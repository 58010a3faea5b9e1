//! Binary configuration file
//!
//! ```text
//! Header:  [Magic:4 "MERC" | Version:2 | Flags:2 | PayloadSize:4 | CRC32:4] = 16 bytes
//! Payload: bincode(PersistedConfig)
//! ```
//!
//! Files are written to a sibling temp file, synced and renamed into
//! place, so a reader never sees a half-written configuration.

use crate::analyzer::SeverityPolicy;
use crate::orchestrator::OrchestratorStats;
use crate::safe_path::{self, PathError};
use crc32fast::Hasher;
use serde::{Deserialize, Serialize};
use std::ffi::OsString;
use std::fs::{self, OpenOptions};
use std::io::{Read, Write};
use std::path::{Path, PathBuf};
use thiserror::Error;
use tracing::{debug, info, warn};

/// Configuration file magic number: "MERC"
pub const CONFIG_MAGIC: u32 = 0x4D45_5243;

/// Configuration format version
pub const CONFIG_VERSION: u16 = 1;

pub const CONFIG_HEADER_SIZE: usize = 16;

/// Largest payload accepted on load
const MAX_PAYLOAD_SIZE: u32 = 64 * 1024;

/// Configuration file errors
#[derive(Error, Debug)]
pub enum ConfigError {
    #[error("IO error: {0}")]
    Io(#[from] std::io::Error),

    #[error("Invalid path: {0}")]
    Path(#[from] PathError),

    #[error("Serialization error: {0}")]
    Serialization(#[from] bincode::Error),

    #[error("Invalid magic number: expected {expected:#010x}, got {actual:#010x}")]
    InvalidMagic { expected: u32, actual: u32 },

    #[error("Unsupported version: {0}")]
    UnsupportedVersion(u16),

    #[error("Truncated file: expected {expected} bytes, got {actual}")]
    Truncated { expected: usize, actual: usize },

    #[error("Checksum mismatch: expected {expected:x}, got {actual:x}")]
    ChecksumMismatch { expected: u32, actual: u32 },

    #[error("Invalid severity policy: {0}")]
    InvalidPolicy(String),
}

pub type Result<T> = std::result::Result<T, ConfigError>;

/// Configuration file header (16 bytes)
#[derive(Debug, Clone, Copy, PartialEq, Eq)]
pub struct ConfigHeader {
    pub magic: u32,
    pub version: u16,
    pub flags: u16,
    pub payload_size: u32,
    pub checksum: u32,
}

impl ConfigHeader {
    pub fn for_payload(payload: &[u8]) -> Self {
        let mut hasher = Hasher::new();
        hasher.update(payload);
        Self {
            magic: CONFIG_MAGIC,
            version: CONFIG_VERSION,
            flags: 0,
            payload_size: payload.len() as u32,
            checksum: hasher.finalize(),
        }
    }

    pub fn write<W: Write>(&self, writer: &mut W) -> Result<()> {
        writer.write_all(&self.magic.to_be_bytes())?;
        writer.write_all(&self.version.to_be_bytes())?;
        writer.write_all(&self.flags.to_be_bytes())?;
        writer.write_all(&self.payload_size.to_be_bytes())?;
        writer.write_all(&self.checksum.to_be_bytes())?;
        Ok(())
    }

    pub fn read<R: Read>(reader: &mut R) -> Result<Self> {
        let mut buf = [0u8; CONFIG_HEADER_SIZE];
        let mut filled = 0;
        while filled < CONFIG_HEADER_SIZE {
            let n = reader.read(&mut buf[filled..])?;
            if n == 0 {
                return Err(ConfigError::Truncated { expected: CONFIG_HEADER_SIZE, actual: filled });
            }
            filled += n;
        }

        let magic = u32::from_be_bytes([buf[0], buf[1], buf[2], buf[3]]);
        if magic != CONFIG_MAGIC {
            return Err(ConfigError::InvalidMagic { expected: CONFIG_MAGIC, actual: magic });
        }
        let version = u16::from_be_bytes([buf[4], buf[5]]);
        if version != CONFIG_VERSION {
            return Err(ConfigError::UnsupportedVersion(version));
        }

        Ok(Self {
            magic,
            version,
            flags: u16::from_be_bytes([buf[6], buf[7]]),
            payload_size: u32::from_be_bytes([buf[8], buf[9], buf[10], buf[11]]),
            checksum: u32::from_be_bytes([buf[12], buf[13], buf[14], buf[15]]),
        })
    }
}

/// State persisted by [`save`] and restored by [`load`]
#[derive(Debug, Clone, PartialEq, Serialize, Deserialize)]
pub struct PersistedConfig {
    pub policy: SeverityPolicy,
    pub stats: OrchestratorStats,
}

/// Write `config` to `path` through the validated path layer
pub fn save(path: &Path, config: &PersistedConfig, max_path_len: usize) -> Result<()> {
    safe_path::validate_target(path, max_path_len)?;

    let payload = bincode::serialize(config)?;
    let header = ConfigHeader::for_payload(&payload);

    replace_file(path, |file| {
        header.write(file)?;
        file.write_all(&payload)?;
        Ok(())
    })?;

    info!(path = %path.display(), bytes = payload.len(), "Saved binary configuration");
    Ok(())
}

/// Read and verify a configuration file. Nothing is applied here.
pub fn load(path: &Path, max_path_len: usize) -> Result<PersistedConfig> {
    let len = path.as_os_str().len();
    if len == 0 {
        return Err(PathError::Empty.into());
    }
    if len > max_path_len {
        return Err(PathError::TooLong { len, max: max_path_len }.into());
    }

    let mut file = fs::File::open(path)?;
    let header = ConfigHeader::read(&mut file).map_err(|e| {
        warn!(path = %path.display(), error = %e, "Rejected configuration file");
        e
    })?;
    if header.payload_size > MAX_PAYLOAD_SIZE {
        warn!(path = %path.display(), size = header.payload_size, "Configuration payload too large");
        return Err(ConfigError::Truncated {
            expected: header.payload_size as usize,
            actual: MAX_PAYLOAD_SIZE as usize,
        });
    }

    let mut payload = Vec::with_capacity(header.payload_size as usize);
    file.read_to_end(&mut payload)?;
    if payload.len() != header.payload_size as usize {
        warn!(path = %path.display(), "Configuration payload size mismatch");
        return Err(ConfigError::Truncated {
            expected: header.payload_size as usize,
            actual: payload.len(),
        });
    }

    let mut hasher = Hasher::new();
    hasher.update(&payload);
    let actual = hasher.finalize();
    if actual != header.checksum {
        warn!(path = %path.display(), "Configuration checksum mismatch");
        return Err(ConfigError::ChecksumMismatch { expected: header.checksum, actual });
    }

    let config: PersistedConfig = bincode::deserialize(&payload)?;
    config.policy.validate().map_err(ConfigError::InvalidPolicy)?;

    debug!(path = %path.display(), thresholds = ?config.policy.thresholds, "Loaded binary configuration");
    Ok(config)
}

/// Write through `<path>.tmp`, sync, then rename over `path`.
///
/// The temp file is removed whenever any step fails.
fn replace_file(path: &Path, write: impl FnOnce(&mut fs::File) -> Result<()>) -> Result<()> {
    let temp_path = temp_path_for(path);
    let result = (|| -> Result<()> {
        let mut file = OpenOptions::new()
            .write(true)
            .create(true)
            .truncate(true)
            .open(&temp_path)?;
        write(&mut file)?;
        file.sync_all()?;
        drop(file);
        fs::rename(&temp_path, path)?;
        Ok(())
    })();
    if result.is_err() {
        let _ = fs::remove_file(&temp_path);
    }
    result
}

fn temp_path_for(path: &Path) -> PathBuf {
    let mut name = OsString::from(path.as_os_str());
    name.push(".tmp");
    PathBuf::from(name)
}

#[cfg(test)]
mod tests {
    use super::*;
    use crate::safe_path::DEFAULT_MAX_PATH_LEN;
    use tempfile::TempDir;

    fn sample_config() -> PersistedConfig {
        PersistedConfig {
            policy: SeverityPolicy::new([5, 10, 20, 40, 80]).unwrap(),
            stats: OrchestratorStats {
                total_tests: 12,
                total_violations: 2,
                total_n_plus_one: 3,
                total_response_time_ms: 240.0,
                total_memory_mb: 96.0,
            },
        }
    }

    #[test]
    fn test_save_then_load() {
        let dir = TempDir::new().unwrap();
        let path = dir.path().join("mercury.cfg");
        save(&path, &sample_config(), DEFAULT_MAX_PATH_LEN).unwrap();

        let bytes = std::fs::read(&path).unwrap();
        assert_eq!(&bytes[0..4], b"MERC");
        assert_eq!(&bytes[4..6], &[0, 1]);
        assert!(!temp_path_for(&path).exists());

        assert_eq!(load(&path, DEFAULT_MAX_PATH_LEN).unwrap(), sample_config());
    }

    #[test]
    fn test_load_rejects_foreign_file() {
        let dir = TempDir::new().unwrap();
        let path = dir.path().join("foreign.cfg");
        std::fs::write(&path, b"#!/bin/sh\necho not a config\n").unwrap();
        assert!(matches!(
            load(&path, DEFAULT_MAX_PATH_LEN),
            Err(ConfigError::InvalidMagic { .. })
        ));
    }

    #[test]
    fn test_load_rejects_short_file() {
        let dir = TempDir::new().unwrap();
        let path = dir.path().join("short.cfg");
        std::fs::write(&path, b"MERC").unwrap();
        assert!(matches!(
            load(&path, DEFAULT_MAX_PATH_LEN),
            Err(ConfigError::Truncated { expected: 16, actual: 4 })
        ));
    }

    #[test]
    fn test_load_rejects_flipped_payload() {
        let dir = TempDir::new().unwrap();
        let path = dir.path().join("flip.cfg");
        save(&path, &sample_config(), DEFAULT_MAX_PATH_LEN).unwrap();

        let mut bytes = std::fs::read(&path).unwrap();
        let last = bytes.len() - 1;
        bytes[last] ^= 0x01;
        std::fs::write(&path, &bytes).unwrap();

        assert!(matches!(
            load(&path, DEFAULT_MAX_PATH_LEN),
            Err(ConfigError::ChecksumMismatch { .. })
        ));
    }

    #[test]
    fn test_load_rejects_truncated_payload() {
        let dir = TempDir::new().unwrap();
        let path = dir.path().join("cut.cfg");
        save(&path, &sample_config(), DEFAULT_MAX_PATH_LEN).unwrap();

        let bytes = std::fs::read(&path).unwrap();
        std::fs::write(&path, &bytes[..bytes.len() - 3]).unwrap();

        assert!(matches!(load(&path, DEFAULT_MAX_PATH_LEN), Err(ConfigError::Truncated { .. })));
    }

    #[test]
    fn test_failed_write_removes_temp_file() {
        let dir = TempDir::new().unwrap();
        let path = dir.path().join("mercury.cfg");

        let result = replace_file(&path, |file| {
            file.write_all(b"MERC")?;
            Err(ConfigError::InvalidPolicy("rejected mid-write".into()))
        });
        assert!(matches!(result, Err(ConfigError::InvalidPolicy(_))));
        assert!(!temp_path_for(&path).exists());
        assert!(!path.exists());
    }

    #[test]
    fn test_save_missing_parent_fails() {
        let dir = TempDir::new().unwrap();
        let path = dir.path().join("missing").join("mercury.cfg");
        assert!(matches!(
            save(&path, &sample_config(), DEFAULT_MAX_PATH_LEN),
            Err(ConfigError::Path(PathError::ParentMissing(_)))
        ));
    }
}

■ Exercise instructions ■
Each line of the entries holding the string "join" should be found and copied.

■ Solution to this problem ■
        let path = dir.path().join("mercury.cfg");
        let path = dir.path().join("foreign.cfg");
        let path = dir.path().join("short.cfg");
        let path = dir.path().join("flip.cfg");
        let path = dir.path().join("cut.cfg");
        let path = dir.path().join("mercury.cfg");
        let path = dir.path().join("missing").join("mercury.cfg");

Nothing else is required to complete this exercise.